Interpretability of deep learning models in analysis of Spanish financial text

César Vaca,Manuel Astorgano,Alfonso J. López-Rivero,Fernando Tejerina,Benjamín Sahelices
DOI: https://doi.org/10.1007/s00521-024-09474-8
2024-02-26
Neural Computing and Applications
Abstract:Abstract Artificial intelligence methods based on deep learning (DL) have recently made significant progress in many different areas including free text classification and sentiment analysis. We believe that corporate governance is one of these areas, where DL can generate very valuable and differential knowledge, for example, by analyzing the biographies of independent directors, which allows for qualitative modeling of their profile in an automatic way. For this technology to be accepted it is important to be able to explain how it generates its results. In this work we have developed a six-dimensional labeled dataset of independent director biographies, implemented three recurrent DL models based on LSTM and transformers along with four ensembles, one of which is an innovative proposal based on a multi-layer perceptron (MLP), trained them using Spanish language and economics and finance terminology and performed a comprehensive test study that demonstrates the accuracy of the results. We have also performed a complete study of explainability using the SHAP methodology by comparatively analyzing the developed models.

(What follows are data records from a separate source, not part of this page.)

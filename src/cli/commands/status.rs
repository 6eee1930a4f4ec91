use crate::cli::open_session;
use crate::error::Result;
use crate::expiry;
use crate::models::SessionStatus;

pub async fn execute(api_url: Option<String>, json: bool) -> Result<()> {
    let (config, session) = open_session(api_url)?;
    let policy = config.session.expiry_policy();

    let status = session.status(&policy);
    let authenticated = session.is_authenticated();
    let minutes = session.time_remaining_minutes();
    let renewable = session.has_refresh_token();

    if json {
        let value = serde_json::json!({
            "status": status.as_str(),
            "authenticated": authenticated,
            "renewable": renewable,
            "expires_in_minutes": minutes,
            "user": session.user(),
            "operario": session.operario(),
        });
        println!("{}", value);
    } else {
        match status {
            SessionStatus::NoSession => println!("No session found"),
            SessionStatus::Expired if renewable => {
                println!("Access token expired (renewable with 'jornada refresh')")
            }
            SessionStatus::Expired => println!("Session expired"),
            SessionStatus::Expiring | SessionStatus::Active => {
                let remaining = session
                    .access_token()
                    .map(|token| expiry::describe_remaining(&token))
                    .unwrap_or_else(|| format!("{}m", minutes));
                println!("Session {} (expires in {})", status.as_str(), remaining);
            }
        }

        if let Some(user) = session.user() {
            println!("  User: {} <{}> ({})", user.nombre, user.email, user.rol.as_str());
        }
        if let Some(operario) = session.operario() {
            println!("  Operario: {} ({})", operario.nombre, operario.cedula);
        }
    }

    if authenticated {
        Ok(())
    } else {
        std::process::exit(1);
    }
}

We have achieved a mean error (MAE) of 8% in the modeling of the open text biographies, which has allowed us to perform a case study of time analysis that has detected significant variations in the composition of the Standard Expertise Profile (SEP) of the boards of directors, related to the crisis of the period 2008–2013. This work shows that DL technology can be accurately applied to free text analysis in the finance and economic domain, by automatically analyzing large volumes of data to generate knowledge that would have been unattainable by other means.
computer science, artificial intelligence
What problem does this paper attempt to address?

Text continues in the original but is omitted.